**TASK TO COMPLETE**: Once the line containing "per-request shared props" is found, copy that line and all remaining lines of the records exactly, including the last one, and add nothing.

[Stored items]
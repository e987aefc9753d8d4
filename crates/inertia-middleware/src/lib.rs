//! Middleware for inertia-web.
//!
//! - [`InertiaMiddleware`]: CSRF cookie, `303` rewriting, stale-version `409`,
//!   validation-error stashing
//! - [`SessionMiddleware`]: cookie-backed in-memory sessions
//! - [`ShareMiddleware`]: per-request shared props
//!
//! A typical chain, outermost first:
//!
//! ```rust
//! use std::sync::Arc;
//! use inertia_core::{InertiaConfig, Props};
//! use inertia_http::{Handler, MiddlewareChain, Request, Response, Result};
//! use inertia_middleware::{InertiaMiddleware, SessionMiddleware, ShareMiddleware};
//!
//! struct Home;
//!
//! #[async_trait::async_trait]
//! impl Handler for Home {
//!     async fn handle(&self, _request: Request) -> Result<Response> {
//!         Ok(Response::ok())
//!     }
//! }
//!
//! let chain = MiddlewareChain::new(Arc::new(Home))
//!     .with_middleware(Arc::new(SessionMiddleware::default()))
//!     .with_middleware(Arc::new(InertiaMiddleware::new(InertiaConfig::default())))
//!     .with_middleware(Arc::new(ShareMiddleware::new(|_| Ok(Props::new()))));
//! ```

pub mod csrf;
pub mod inertia;
pub mod session;
pub mod share;

pub use csrf::{CsrfToken, CsrfTokenIssuer};
pub use inertia::InertiaMiddleware;
pub use session::{SessionConfig, SessionMiddleware, SessionStore};
pub use share::ShareMiddleware;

**ANSWER SECTION**:
//! - [`ShareMiddleware`]: per-request shared props
//!
//! A typical chain, outermost first:
//!
//! ```rust
//! use std::sync::Arc;
//! use inertia_core::{InertiaConfig, Props};
//! use inertia_http::{Handler, MiddlewareChain, Request, Response, Result};
//! use inertia_middleware::{InertiaMiddleware, SessionMiddleware, ShareMiddleware};
//!
//! struct Home;
//!
//! #[async_trait::async_trait]
//! impl Handler for Home {
//!     async fn handle(&self, _request: Request) -> Result<Response> {
//!         Ok(Response::ok())
//!     }
//! }
//!
//! let chain = MiddlewareChain::new(Arc::new(Home))
//!     .with_middleware(Arc::new(SessionMiddleware::default()))
//!     .with_middleware(Arc::new(InertiaMiddleware::new(InertiaConfig::default())))
//!     .with_middleware(Arc::new(ShareMiddleware::new(|_| Ok(Props::new()))));
//! ```

pub mod csrf;
pub mod inertia;
pub mod session;
pub mod share;

pub use csrf::{CsrfToken, CsrfTokenIssuer};
pub use inertia::InertiaMiddleware;
pub use session::{SessionConfig, SessionMiddleware, SessionStore};
pub use share::ShareMiddleware;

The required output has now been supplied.